The Modeling of Human Symbolic Behavior. The symbol system hypothesis implies that the symbolic behavior of man arises because he has the characteristics of a physical symbol system. Hence, the results of efforts to model human behavior with symbol systems become an important part of the evidence for the hypothesis, and research in artificial intelligence goes on in close collaboration with research in information processing psychology, as it is usually called.

     The search for explanations of man's intelligent behavior in terms of symbol systems has had a large measure of success over the past twenty years; to the point where information processing theory is the leading contemporary point of view in cognitive psychology. Especially in the areas of problem solving, concept attainment, and long-term memory, symbol manipulation models now dominate the scene.
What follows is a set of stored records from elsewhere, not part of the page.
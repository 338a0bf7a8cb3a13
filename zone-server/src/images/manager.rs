//! Zone image manager
//!
//! One image per (project, level, building?, floor?, image_type) slot.
//! Registering into an occupied slot replaces the previous image: its row is
//! swapped for the new one in a single transaction and its storage object is
//! released once nothing references it.
//!
//! Old objects are released only after the replacing row has committed.
//! Objects are content-addressed and may be shared between slots, so every
//! object write and every reference check plus unlink happens under one lock.

use std::collections::HashSet;
use std::sync::Arc;

use shared::error::{AppError, ErrorCode};
use shared::models::{ImageType, ZoneImage, ZoneImageQuery, ZoneImageUpdate};
use shared::util::now_millis;
use sqlx::{SqliteConnection, SqlitePool};
use tokio::sync::{Mutex, MutexGuard};

use crate::audit_log;
use crate::db::repository::zone_image::{ZoneImageChanges, ZoneImageInsert};
use crate::db::repository::{project, zone_image};
use crate::error::ServiceResult;
use crate::images::store::{ImageStore, StoredImage};
use crate::navigation::{LevelContext, NavScope, NavigationCache};
use crate::utils::validation::{MAX_VIEWBOX_LEN, validate_fraction, validate_positive};

/// Used when neither explicit dimensions nor viewbox components are given
pub const DEFAULT_WIDTH: i64 = 1920;
pub const DEFAULT_HEIGHT: i64 = 1080;

pub const DEFAULT_OPACITY: f64 = 1.0;

/// Upper bound of files in one floor batch
pub const MAX_BATCH_FILES: usize = 50;

const RASTER_FORMATS: &[&str] = &["png", "jpg", "jpeg", "webp"];

/// Uploaded file: original name plus content
#[derive(Debug, Clone)]
pub struct ImageFile {
    pub file_name: String,
    pub bytes: Vec<u8>,
}

/// Image registration request
#[derive(Debug, Clone)]
pub struct RegisterImage {
    pub project_id: i64,
    pub context: LevelContext,
    pub image_type: ImageType,
    pub bytes: Vec<u8>,
    pub file_name: String,
    pub viewbox: Option<String>,
    pub width: Option<i64>,
    pub height: Option<i64>,
    pub display_order: Option<i32>,
    pub opacity: Option<f64>,
}

/// One floor of a batch upload
#[derive(Debug, Clone)]
pub struct FloorImage {
    pub floor_number: i32,
    pub file: ImageFile,
}

/// Per-floor images of one building, registered in one transaction
///
/// Viewbox and dimensions are shared by every floor of the batch.
#[derive(Debug, Clone)]
pub struct FloorImageBatch {
    pub project_id: i64,
    pub building_id: i64,
    pub image_type: ImageType,
    pub viewbox: Option<String>,
    pub width: Option<i64>,
    pub height: Option<i64>,
    pub floors: Vec<FloorImage>,
}

/// Parse `"minX minY width height"` (whitespace or comma separated)
///
/// Fewer than four components is allowed; every present component must be a
/// finite number.
pub fn parse_viewbox(viewbox: &str) -> Result<Vec<f64>, AppError> {
    let invalid = |reason: String| {
        AppError::with_message(ErrorCode::InvalidViewbox, reason).with_detail("field", "viewbox")
    };

    if viewbox.len() > MAX_VIEWBOX_LEN {
        return Err(invalid(format!("viewbox is longer than {MAX_VIEWBOX_LEN} chars")));
    }
    let parts = viewbox
        .split(|c: char| c.is_whitespace() || c == ',')
        .filter(|s| !s.is_empty())
        .map(|s| {
            s.parse::<f64>()
                .ok()
                .filter(|v| v.is_finite())
                .ok_or_else(|| invalid(format!("viewbox component '{s}' is not a number")))
        })
        .collect::<Result<Vec<_>, _>>()?;

    if parts.len() > 4 {
        return Err(invalid("viewbox has more than four components".to_string()));
    }
    Ok(parts)
}

/// Explicit dimensions win, then viewbox components 3 and 4, then 1920×1080
pub fn resolve_dimensions(
    viewbox_parts: &[f64],
    width: Option<i64>,
    height: Option<i64>,
) -> (i64, i64) {
    let from_viewbox = |index: usize| {
        viewbox_parts
            .get(index)
            .map(|v| v.round() as i64)
            .filter(|v| *v > 0)
    };
    (
        width
            .filter(|w| *w > 0)
            .or_else(|| from_viewbox(2))
            .unwrap_or(DEFAULT_WIDTH),
        height
            .filter(|h| *h > 0)
            .or_else(|| from_viewbox(3))
            .unwrap_or(DEFAULT_HEIGHT),
    )
}

/// Stored viewbox and dimensions of a request
///
/// A missing viewbox is stored as `"0 0 {width} {height}"`.
fn resolve_geometry(
    viewbox: Option<&str>,
    width: Option<i64>,
    height: Option<i64>,
) -> Result<(String, i64, i64), AppError> {
    validate_positive(width, "width")?;
    validate_positive(height, "height")?;
    match viewbox.map(str::trim).filter(|v| !v.is_empty()) {
        Some(v) => {
            let (w, h) = resolve_dimensions(&parse_viewbox(v)?, width, height);
            Ok((v.to_string(), w, h))
        }
        None => {
            let (w, h) = resolve_dimensions(&[], width, height);
            Ok((format!("0 0 {w} {h}"), w, h))
        }
    }
}

/// Validated upload: lower-case extension plus raster size when decodable
#[derive(Debug, Clone, PartialEq)]
pub struct ValidatedImage {
    pub extension: String,
    pub dimensions: Option<(u32, u32)>,
}

/// Validate image file size, extension and content
pub fn validate_image(
    data: &[u8],
    file_name: &str,
    max_bytes: usize,
) -> Result<ValidatedImage, AppError> {
    if data.is_empty() {
        return Err(AppError::invalid_field("file", "Empty file provided"));
    }
    if data.len() > max_bytes {
        return Err(AppError::with_message(
            ErrorCode::FileTooLarge,
            format!("File too large. Maximum size is {max_bytes} bytes"),
        )
        .with_detail("size", data.len()));
    }

    let extension = std::path::Path::new(file_name)
        .extension()
        .and_then(|e| e.to_str())
        .map(str::to_lowercase)
        .ok_or_else(|| {
            AppError::with_message(
                ErrorCode::UnsupportedImageFormat,
                format!("Invalid file extension for: {file_name}"),
            )
        })?;

    if extension == "svg" {
        let head = String::from_utf8_lossy(&data[..data.len().min(1024)]);
        if !head.contains("<svg") {
            return Err(AppError::with_message(
                ErrorCode::UnsupportedImageFormat,
                "File is not an SVG document",
            ));
        }
        return Ok(ValidatedImage {
            extension,
            dimensions: None,
        });
    }

    if !RASTER_FORMATS.contains(&extension.as_str()) {
        return Err(AppError::with_message(
            ErrorCode::UnsupportedImageFormat,
            format!(
                "Unsupported file format '{extension}'. Supported: svg, {}",
                RASTER_FORMATS.join(", ")
            ),
        ));
    }

    let img = image::load_from_memory(data).map_err(|e| {
        AppError::with_message(
            ErrorCode::UnsupportedImageFormat,
            format!("Invalid image file ({extension}): {e}"),
        )
    })?;

    Ok(ValidatedImage {
        extension,
        dimensions: Some((img.width(), img.height())),
    })
}
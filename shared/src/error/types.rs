//! AppError and the response envelope

use super::category::ErrorCategory;
use super::codes::ErrorCode;
use http::StatusCode;
use serde::{Deserialize, Serialize};
use serde_json::Value;
use std::collections::HashMap;
use thiserror::Error;

/// Structured detail map attached to a failure
pub type ErrorDetails = HashMap<String, Value>;

/// Error returned by every zone-server handler
///
/// `details` carries machine-readable context such as the offending
/// `field`, a polygon point `index`, or raw `stderr` of the detection run.
#[derive(Debug, Clone, Error)]
#[error("{message}")]
pub struct AppError {
    pub code: ErrorCode,
    pub message: String,
    pub details: Option<ErrorDetails>,
}

impl AppError {
    /// Error with the code's default message
    pub fn new(code: ErrorCode) -> Self {
        Self::with_message(code, code.message())
    }

    pub fn with_message(code: ErrorCode, message: impl Into<String>) -> Self {
        Self {
            code,
            message: message.into(),
            details: None,
        }
    }

    /// Attach one detail entry; later entries with the same key win
    pub fn with_detail(mut self, key: impl Into<String>, value: impl Into<Value>) -> Self {
        self.details
            .get_or_insert_with(HashMap::new)
            .insert(key.into(), value.into());
        self
    }

    pub fn detail(&self, key: &str) -> Option<&Value> {
        self.details.as_ref()?.get(key)
    }

    pub fn http_status(&self) -> StatusCode {
        self.code.http_status()
    }

    pub fn category(&self) -> ErrorCategory {
        self.code.category()
    }

    pub fn validation(msg: impl Into<String>) -> Self {
        Self::with_message(ErrorCode::ValidationFailed, msg)
    }

    /// Validation failure of one request field, reported under `details.field`
    pub fn invalid_field(field: impl Into<String>, msg: impl Into<String>) -> Self {
        Self::validation(msg).with_detail("field", field.into())
    }

    pub fn internal(msg: impl Into<String>) -> Self {
        Self::with_message(ErrorCode::InternalError, msg)
    }

    pub fn database(msg: impl Into<String>) -> Self {
        Self::with_message(ErrorCode::DatabaseError, msg)
    }

    pub fn conflict(msg: impl Into<String>) -> Self {
        Self::with_message(ErrorCode::AlreadyExists, msg)
    }
}

pub type AppResult<T> = Result<T, AppError>;

/// JSON envelope of every API response
///
/// ```text
/// success: {"code": 0, "message": "OK", "data": …}
/// failure: {"code": 2004, "category": "not_found", "message": "…", "details": {…}}
/// ```
#[derive(Debug, Clone, Serialize, Deserialize)]
pub struct ApiResponse<T> {
    #[serde(skip_serializing_if = "Option::is_none")]
    pub code: Option<u16>,
    #[serde(default, skip_serializing_if = "Option::is_none")]
    pub category: Option<ErrorCategory>,
    pub message: String,
    #[serde(skip_serializing_if = "Option::is_none")]
    pub data: Option<T>,
    #[serde(skip_serializing_if = "Option::is_none")]
    pub details: Option<ErrorDetails>,
}

impl<T> ApiResponse<T> {
    pub fn success(data: T) -> Self {
        Self::success_with_message("OK", data)
    }

    pub fn success_with_message(message: impl Into<String>, data: T) -> Self {
        Self {
            code: Some(ErrorCode::Success.code()),
            category: None,
            message: message.into(),
            data: Some(data),
            details: None,
        }
    }

    pub fn is_success(&self) -> bool {
        self.code.is_none_or(|c| c == ErrorCode::Success.code())
    }
}

impl ApiResponse<()> {
    /// Failure envelope of `err`
    pub fn error(err: &AppError) -> Self {
        Self {
            code: Some(err.code.code()),
            category: Some(err.category()),
            message: err.message.clone(),
            data: None,
            details: err.details.clone(),
        }
    }
}

impl axum::response::IntoResponse for AppError {
    fn into_response(self) -> axum::response::Response {
        let status = self.http_status();
        if self.category() == ErrorCategory::System {
            tracing::error!(code = %self.code, message = %self.message, "System error occurred");
        } else {
            tracing::debug!(code = %self.code, message = %self.message, "Request rejected");
        }
        (status, axum::Json(ApiResponse::<()>::error(&self))).into_response()
    }
}

#[cfg(test)]
mod tests {
    use super::*;

    #[test]
    fn test_default_message() {
        let err = AppError::new(ErrorCode::ZoneNotFound);
        assert_eq!(err.code, ErrorCode::ZoneNotFound);
        assert_eq!(err.message, "Zone not found");
        assert!(err.details.is_none());
    }

    #[test]
    fn test_details_accumulate() {
        let err = AppError::new(ErrorCode::InvalidGeometry)
            .with_detail("field", "polygon")
            .with_detail("index", 2);

        assert_eq!(err.detail("field").unwrap(), "polygon");
        assert_eq!(err.detail("index").unwrap(), 2);
        assert!(err.detail("missing").is_none());
    }

    #[test]
    fn test_invalid_field() {
        let err = AppError::invalid_field("label", "label is too long");
        assert_eq!(err.code, ErrorCode::ValidationFailed);
        assert_eq!(err.detail("field").unwrap(), "label");
    }

    #[test]
    fn test_http_status() {
        assert_eq!(
            AppError::new(ErrorCode::ProjectNotFound).http_status(),
            StatusCode::NOT_FOUND
        );
        assert_eq!(
            AppError::new(ErrorCode::MissingNavigationParameter).http_status(),
            StatusCode::BAD_REQUEST
        );
    }

    #[test]
    fn test_failure_envelope_carries_category() {
        let err = AppError::new(ErrorCode::DetectionFailed).with_detail("stderr", "boom");
        let response = ApiResponse::<()>::error(&err);

        assert_eq!(response.code, Some(3001));
        assert!(!response.is_success());
        assert!(response.data.is_none());

        let json = serde_json::to_value(&response).unwrap();
        assert_eq!(json["category"], "external_process");
        assert_eq!(json["details"]["stderr"], "boom");
    }

    #[test]
    fn test_success_envelope_is_minimal() {
        let response = ApiResponse::success(42);
        assert!(response.is_success());

        let json = serde_json::to_value(&response).unwrap();
        assert_eq!(json["code"], 0);
        assert_eq!(json["data"], 42);
        assert!(json.get("category").is_none());
        assert!(json.get("details").is_none());
    }
}
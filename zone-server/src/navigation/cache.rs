//! Navigation response cache
//!
//! Entries live until a write invalidates their scope; there is no TTL.
//! Invalidation bumps an epoch before removing entries, and a resolve only
//! stores its result if the epoch is unchanged, checked under the shard lock.
//! A resolve racing an invalidation therefore never re-populates stale data.

use std::fmt;
use std::sync::Arc;
use std::sync::atomic::{AtomicU64, Ordering};

use dashmap::DashMap;
use dashmap::mapref::entry::Entry;
use shared::models::{LevelType, NavigationView, ZoneType};

use super::{LevelContext, NavigationResolver};
use crate::error::ServiceResult;

/// Cache key of one resolved level
#[derive(Debug, Clone, Copy, PartialEq, Eq, Hash)]
pub struct NavKey {
    pub project_id: i64,
    pub level: LevelType,
    pub building_id: Option<i64>,
    pub floor_number: Option<i32>,
}

impl NavKey {
    pub fn new(project_id: i64, context: &LevelContext) -> Self {
        Self {
            project_id,
            level: context.level(),
            building_id: context.building_id(),
            floor_number: context.floor_number(),
        }
    }
}

fn or_null<T: fmt::Display>(value: Option<T>) -> String {
    value.map_or_else(|| "null".to_string(), |v| v.to_string())
}

impl fmt::Display for NavKey {
    fn fmt(&self, f: &mut fmt::Formatter<'_>) -> fmt::Result {
        write!(
            f,
            "apartment_nav:{}:{}:{}:{}",
            self.project_id,
            self.level,
            or_null(self.building_id),
            or_null(self.floor_number)
        )
    }
}

/// Set of cache entries affected by a write
///
/// `None` for building or floor matches every value.
#[derive(Debug, Clone, Copy, PartialEq, Eq)]
pub struct NavScope {
    pub project_id: i64,
    pub level: LevelType,
    pub building_id: Option<i64>,
    pub floor_number: Option<i32>,
}

impl NavScope {
    pub fn overview(project_id: i64) -> Self {
        Self {
            project_id,
            level: LevelType::Overview,
            building_id: None,
            floor_number: None,
        }
    }

    pub fn building(project_id: i64, building_id: Option<i64>) -> Self {
        Self {
            project_id,
            level: LevelType::Building,
            building_id,
            floor_number: None,
        }
    }

    pub fn floor(project_id: i64, building_id: i64, floor_number: Option<i32>) -> Self {
        Self {
            project_id,
            level: LevelType::Floor,
            building_id: Some(building_id),
            floor_number,
        }
    }

    /// Scope touched by a zone of the given type and placement
    pub fn for_zone(
        project_id: i64,
        zone_type: ZoneType,
        building_id: Option<i64>,
        floor_number: Option<i32>,
    ) -> Self {
        Self {
            project_id,
            level: zone_type.level(),
            building_id: if zone_type.requires_building() { building_id } else { None },
            floor_number: if zone_type == ZoneType::ApartmentUnit { floor_number } else { None },
        }
    }

    /// Scope of an image slot
    pub fn for_context(project_id: i64, context: &LevelContext) -> Self {
        Self {
            project_id,
            level: context.level(),
            building_id: context.building_id(),
            floor_number: context.floor_number(),
        }
    }

    pub fn matches(&self, key: &NavKey) -> bool {
        key.project_id == self.project_id
            && key.level == self.level
            && self.building_id.is_none_or(|b| key.building_id == Some(b))
            && self.floor_number.is_none_or(|f| key.floor_number == Some(f))
    }
}

struct Inner {
    resolver: NavigationResolver,
    entries: DashMap<NavKey, Arc<NavigationView>>,
    epoch: AtomicU64,
}

/// Memoizing wrapper around [`NavigationResolver`]
#[derive(Clone)]
pub struct NavigationCache {
    inner: Arc<Inner>,
}

impl NavigationCache {
    pub fn new(resolver: NavigationResolver) -> Self {
        Self {
            inner: Arc::new(Inner {
                resolver,
                entries: DashMap::new(),
                epoch: AtomicU64::new(0),
            }),
        }
    }

    pub fn resolver(&self) -> &NavigationResolver {
        &self.inner.resolver
    }

    pub async fn resolve(
        &self,
        project_id: i64,
        context: LevelContext,
    ) -> ServiceResult<Arc<NavigationView>> {
        let key = NavKey::new(project_id, &context);
        if let Some(hit) = self.inner.entries.get(&key) {
            tracing::debug!(key = %key, "Navigation cache hit");
            return Ok(hit.value().clone());
        }

        let epoch = self.epoch();
        let view = Arc::new(self.inner.resolver.resolve(project_id, context).await?);
        Ok(self.store_if_current(key, epoch, view))
    }

    fn epoch(&self) -> u64 {
        self.inner.epoch.load(Ordering::Acquire)
    }

    /// Store a view resolved at `epoch` unless an invalidation ran since
    ///
    /// Returns the entry a concurrent resolve already stored, if any.
    fn store_if_current(
        &self,
        key: NavKey,
        epoch: u64,
        view: Arc<NavigationView>,
    ) -> Arc<NavigationView> {
        match self.inner.entries.entry(key) {
            Entry::Occupied(existing) => existing.get().clone(),
            Entry::Vacant(slot) => {
                if self.epoch() == epoch {
                    slot.insert(view.clone());
                    tracing::debug!(key = %key, "Navigation cache filled");
                } else {
                    tracing::debug!(key = %key, "Stale navigation view not cached");
                }
                view
            }
        }
    }

    /// Remove every entry in `scope`; returns how many were removed
    pub fn invalidate(&self, scope: &NavScope) -> usize {
        self.inner.epoch.fetch_add(1, Ordering::AcqRel);
        let before = self.inner.entries.len();
        self.inner.entries.retain(|key, _| !scope.matches(key));
        let removed = before.saturating_sub(self.inner.entries.len());
        tracing::debug!(
            project_id = scope.project_id,
            level = %scope.level,
            building_id = ?scope.building_id,
            floor_number = ?scope.floor_number,
            removed,
            "Navigation cache invalidated"
        );
        removed
    }

    /// Remove every entry of a project
    pub fn invalidate_project(&self, project_id: i64) -> usize {
        self.inner.epoch.fetch_add(1, Ordering::AcqRel);
        let before = self.inner.entries.len();
        self.inner.entries.retain(|key, _| key.project_id != project_id);
        before.saturating_sub(self.inner.entries.len())
    }

    /// Drop everything (operational flush)
    pub fn clear(&self) -> usize {
        self.inner.epoch.fetch_add(1, Ordering::AcqRel);
        let count = self.inner.entries.len();
        self.inner.entries.clear();
        count
    }

    pub fn contains(&self, project_id: i64, context: &LevelContext) -> bool {
        self.inner
            .entries
            .contains_key(&NavKey::new(project_id, context))
    }

    pub fn len(&self) -> usize {
        self.inner.entries.len()
    }

    pub fn is_empty(&self) -> bool {
        self.inner.entries.is_empty()
    }
}
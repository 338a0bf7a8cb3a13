//! Project API 模块
//!
//! 项目与楼栋的最小管理接口，以及楼栋下的房源创建。

mod handler;

use axum::{
    Router,
    routing::{get, post},
};

use crate::core::ServerState;

pub fn router() -> Router<ServerState> {
    Router::new().nest("/api/projects", routes())
}

fn routes() -> Router<ServerState> {
    Router::new()
        .route("/", post(handler::create))
        .route("/{project_id}", get(handler::get_by_id))
        .route(
            "/{project_id}/buildings",
            get(handler::list_buildings).post(handler::create_building),
        )
        .route(
            "/{project_id}/buildings/{building_id}/apartments",
            post(handler::create_apartment),
        )
}
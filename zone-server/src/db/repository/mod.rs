//! Repository Module
//!
//! Free functions for reads shared across services; the `*Repository`
//! structs own the writes that must invalidate caches.

pub mod apartment;
pub mod project;
pub mod zone;
pub mod zone_image;

pub use apartment::ApartmentRepository;
pub use zone::ZoneRepository;
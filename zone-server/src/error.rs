//! Unified service-layer error type
//!
//! `ServiceError` bridges DB-layer errors (`sqlx::Error`, `BoxError`) and the
//! API-layer error (`AppError`), so repositories can use `?` on both.

use axum::response::IntoResponse;
use shared::error::{AppError, ErrorCode};

use crate::geometry::GeometryError;
use crate::images::StorageError;

pub type BoxError = Box<dyn std::error::Error + Send + Sync>;

/// Service-layer error
///
/// - `Db`: Database/infrastructure errors (logged, mapped to InternalError)
/// - `App`: Business-rule errors (passed through to the client)
#[derive(Debug)]
pub enum ServiceError {
    Db(BoxError),
    App(AppError),
}

impl From<sqlx::Error> for ServiceError {
    fn from(e: sqlx::Error) -> Self {
        ServiceError::Db(e.into())
    }
}

impl From<serde_json::Error> for ServiceError {
    fn from(e: serde_json::Error) -> Self {
        ServiceError::Db(e.into())
    }
}

impl From<BoxError> for ServiceError {
    fn from(e: BoxError) -> Self {
        ServiceError::Db(e)
    }
}

impl From<AppError> for ServiceError {
    fn from(e: AppError) -> Self {
        ServiceError::App(e)
    }
}

impl From<GeometryError> for ServiceError {
    fn from(e: GeometryError) -> Self {
        ServiceError::App(e.into())
    }
}

impl From<StorageError> for ServiceError {
    fn from(e: StorageError) -> Self {
        ServiceError::App(e.into())
    }
}

impl From<ServiceError> for AppError {
    fn from(e: ServiceError) -> Self {
        match e {
            ServiceError::App(app_err) => app_err,
            ServiceError::Db(db_err) => {
                // Runs inside the handler span, which carries operation and ids
                tracing::error!(error = %db_err, "Service database error");
                AppError::new(ErrorCode::InternalError)
            }
        }
    }
}

impl IntoResponse for ServiceError {
    fn into_response(self) -> axum::response::Response {
        let app_error: AppError = self.into();
        app_error.into_response()
    }
}

impl ServiceError {
    /// Business error code, if this is not an infrastructure failure
    pub fn code(&self) -> Option<ErrorCode> {
        match self {
            ServiceError::App(e) => Some(e.code),
            ServiceError::Db(_) => None,
        }
    }
}

pub type ServiceResult<T> = Result<T, ServiceError>;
     Research in information processing psychology involves two main kinds of empirical activity. The first is the conduct of observations and experiments on human behavior in tasks requiring intelligence. The second, very similar to the parallel activity in artificial intelligence, is the programming of symbol systems to model the observed human behavior. The psychological observations and experiments lead to the formulation of hypotheses about the symbolic processes the subjects are using, and these are an important source of the ideas that go into the construction of the programs. Thus, many of the ideas for the basic mechanisms of GPS were derived from careful analysis of the protocols that human subjects produced while thinking aloud during the performance of a problem-solving task.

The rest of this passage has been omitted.